- _Task details_:
Copy the records exactly. Every line must match.

- _Input_:

-=-=-

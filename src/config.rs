//! Service configuration from the environment

use std::env;
use std::fmt::Display;
use std::str::FromStr;
use std::time::Duration;

use tracing::{info, warn};

#[derive(Debug, thiserror::Error)]
pub enum ConfigError {
    #[error("Invalid {key} value '{value}': {reason}")]
    Invalid {
        key: &'static str,
        value: String,
        reason: String,
    },
}

#[derive(Debug, Clone)]
pub struct Config {
    pub bind_address: String,
    /// In-memory store when unset
    pub database_url: Option<String>,
    pub database_max_connections: u32,
    /// Unconfigured gateway when unset
    pub payment_api_key: Option<String>,
    pub payment_api_base: String,
    pub payment_timeout: Duration,
    pub resource_cache_ttl: Duration,
    pub request_timeout: Duration,
    /// JSON array of resources loaded into the in-memory store
    pub resource_seed_file: Option<String>,
}

impl Config {
    /// Load from the process environment after reading `.env`
    pub fn from_env() -> Result<Self, ConfigError> {
        if dotenvy::dotenv().is_err() {
            info!("No .env file found, using process environment");
        }
        Self::from_lookup(|key| env::var(key).ok())
    }

    pub fn from_lookup<F>(lookup: F) -> Result<Self, ConfigError>
    where
        F: Fn(&str) -> Option<String>,
    {
        let optional = |key: &str| {
            lookup(key)
                .map(|v| v.trim().to_string())
                .filter(|v| !v.is_empty())
        };

        Ok(Self {
            bind_address: optional("BIND_ADDRESS").unwrap_or_else(|| "0.0.0.0:8080".to_string()),
            database_url: optional("DATABASE_URL"),
            database_max_connections: parse_or(&lookup, "DATABASE_MAX_CONNECTIONS", 10)?,
            payment_api_key: optional("PAYMENT_API_KEY"),
            payment_api_base: optional("PAYMENT_API_BASE")
                .unwrap_or_else(|| "https://api.stripe.com".to_string()),
            payment_timeout: Duration::from_millis(parse_or(
                &lookup,
                "PAYMENT_TIMEOUT_MS",
                10_000,
            )?),
            resource_cache_ttl: Duration::from_secs(parse_or(
                &lookup,
                "RESOURCE_CACHE_TTL_SECS",
                60,
            )?),
            request_timeout: Duration::from_secs(parse_or(&lookup, "REQUEST_TIMEOUT_SECS", 30)?),
            resource_seed_file: optional("RESOURCE_SEED_FILE"),
        })
    }
}

fn parse_or<T, F>(lookup: &F, key: &'static str, default: T) -> Result<T, ConfigError>
where
    T: FromStr + Display,
    T::Err: Display,
    F: Fn(&str) -> Option<String>,
{
    match lookup(key).map(|v| v.trim().to_string()).filter(|v| !v.is_empty()) {
        Some(value) => value.parse().map_err(|e: T::Err| {
            warn!("Invalid {key} value: {e}");
            ConfigError::Invalid {
                key,
                value,
                reason: e.to_string(),
            }
        }),
        None => {
            info!("{key} not set, using default: {default}");
            Ok(default)
        }
    }
}

#[cfg(test)]
mod tests {
    use super::*;
    use std::collections::HashMap;

    fn lookup(vars: &[(&str, &str)]) -> impl Fn(&str) -> Option<String> {
        let map: HashMap<String, String> = vars
            .iter()
            .map(|(k, v)| (k.to_string(), v.to_string()))
            .collect();
        move |key| map.get(key).cloned()
    }

    #[test]
    fn test_defaults() {
        let config = Config::from_lookup(lookup(&[])).unwrap();

        assert_eq!(config.bind_address, "0.0.0.0:8080");
        assert_eq!(config.database_url, None);
        assert_eq!(config.database_max_connections, 10);
        assert_eq!(config.payment_api_key, None);
        assert_eq!(config.payment_timeout, Duration::from_secs(10));
        assert_eq!(config.resource_cache_ttl, Duration::from_secs(60));
        assert_eq!(config.request_timeout, Duration::from_secs(30));
    }

    #[test]
    fn test_overrides_and_blank_values() {
        let config = Config::from_lookup(lookup(&[
            ("DATABASE_URL", "postgres://localhost/booking"),
            ("PAYMENT_API_KEY", "  "),
            ("PAYMENT_TIMEOUT_MS", "2500"),
        ]))
        .unwrap();

        assert_eq!(config.database_url.as_deref(), Some("postgres://localhost/booking"));
        assert_eq!(config.payment_api_key, None);
        assert_eq!(config.payment_timeout, Duration::from_millis(2500));
    }

    #[test]
    fn test_unparseable_value_is_an_error() {
        let err = Config::from_lookup(lookup(&[("REQUEST_TIMEOUT_SECS", "soon")])).unwrap_err();
        assert!(err.to_string().contains("REQUEST_TIMEOUT_SECS"));
    }
}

-=-=-

- _Completed task_:
filename src/config.rs
//! Service configuration from the environment

use std::env;
use std::fmt::Display;
use std::str::FromStr;
use std::time::Duration;

use tracing::{info, warn};

#[derive(Debug, thiserror::Error)]
pub enum ConfigError {
    #[error("Invalid {key} value '{value}': {reason}")]
    Invalid {
        key: &'static str,
        value: String,
        reason: String,
    },
}

#[derive(Debug, Clone)]
pub struct Config {
    pub bind_address: String,
    /// In-memory store when unset
    pub database_url: Option<String>,
    pub database_max_connections: u32,
    /// Unconfigured gateway when unset
    pub payment_api_key: Option<String>,
    pub payment_api_base: String,
    pub payment_timeout: Duration,
    pub resource_cache_ttl: Duration,
    pub request_timeout: Duration,
    /// JSON array of resources loaded into the in-memory store
    pub resource_seed_file: Option<String>,
}

impl Config {
    /// Load from the process environment after reading `.env`
    pub fn from_env() -> Result<Self, ConfigError> {
        if dotenvy::dotenv().is_err() {
            info!("No .env file found, using process environment");
        }
        Self::from_lookup(|key| env::var(key).ok())
    }

    pub fn from_lookup<F>(lookup: F) -> Result<Self, ConfigError>
    where
        F: Fn(&str) -> Option<String>,
    {
        let optional = |key: &str| {
            lookup(key)
                .map(|v| v.trim().to_string())
                .filter(|v| !v.is_empty())
        };

        Ok(Self {
            bind_address: optional("BIND_ADDRESS").unwrap_or_else(|| "0.0.0.0:8080".to_string()),
            database_url: optional("DATABASE_URL"),
            database_max_connections: parse_or(&lookup, "DATABASE_MAX_CONNECTIONS", 10)?,
            payment_api_key: optional("PAYMENT_API_KEY"),
            payment_api_base: optional("PAYMENT_API_BASE")
                .unwrap_or_else(|| "https://api.stripe.com".to_string()),
            payment_timeout: Duration::from_millis(parse_or(
                &lookup,
                "PAYMENT_TIMEOUT_MS",
                10_000,
            )?),
            resource_cache_ttl: Duration::from_secs(parse_or(
                &lookup,
                "RESOURCE_CACHE_TTL_SECS",
                60,
            )?),
            request_timeout: Duration::from_secs(parse_or(&lookup, "REQUEST_TIMEOUT_SECS", 30)?),
            resource_seed_file: optional("RESOURCE_SEED_FILE"),
        })
    }
}

fn parse_or<T, F>(lookup: &F, key: &'static str, default: T) -> Result<T, ConfigError>
where
    T: FromStr + Display,
    T::Err: Display,
    F: Fn(&str) -> Option<String>,
{
    match lookup(key).map(|v| v.trim().to_string()).filter(|v| !v.is_empty()) {
        Some(value) => value.parse().map_err(|e: T::Err| {
            warn!("Invalid {key} value: {e}");
            ConfigError::Invalid {
                key,
                value,
                reason: e.to_string(),
            }
        }),
        None => {
            info!("{key} not set, using default: {default}");
            Ok(default)
        }
    }
}

#[cfg(test)]
mod tests {
    use super::*;
    use std::collections::HashMap;

    fn lookup(vars: &[(&str, &str)]) -> impl Fn(&str) -> Option<String> {
        let map: HashMap<String, String> = vars
            .iter()
            .map(|(k, v)| (k.to_string(), v.to_string()))
            .collect();
        move |key| map.get(key).cloned()
    }

    #[test]
    fn test_defaults() {
        let config = Config::from_lookup(lookup(&[])).unwrap();

        assert_eq!(config.bind_address, "0.0.0.0:8080");
        assert_eq!(config.database_url, None);
        assert_eq!(config.database_max_connections, 10);
        assert_eq!(config.payment_api_key, None);
        assert_eq!(config.payment_timeout, Duration::from_secs(10));
        assert_eq!(config.resource_cache_ttl, Duration::from_secs(60));
        assert_eq!(config.request_timeout, Duration::from_secs(30));
    }

    #[test]
    fn test_overrides_and_blank_values() {
        let config = Config::from_lookup(lookup(&[
            ("DATABASE_URL", "postgres://localhost/booking"),
            ("PAYMENT_API_KEY", "  "),
            ("PAYMENT_TIMEOUT_MS", "2500"),
        ]))
        .unwrap();

        assert_eq!(config.database_url.as_deref(), Some("postgres://localhost/booking"));
        assert_eq!(config.payment_api_key, None);
        assert_eq!(config.payment_timeout, Duration::from_millis(2500));
    }

    #[test]
    fn test_unparseable_value_is_an_error() {
        let err = Config::from_lookup(lookup(&[("REQUEST_TIMEOUT_SECS", "soon")])).unwrap_err();
        assert!(err.to_string().contains("REQUEST_TIMEOUT_SECS"));
    }
}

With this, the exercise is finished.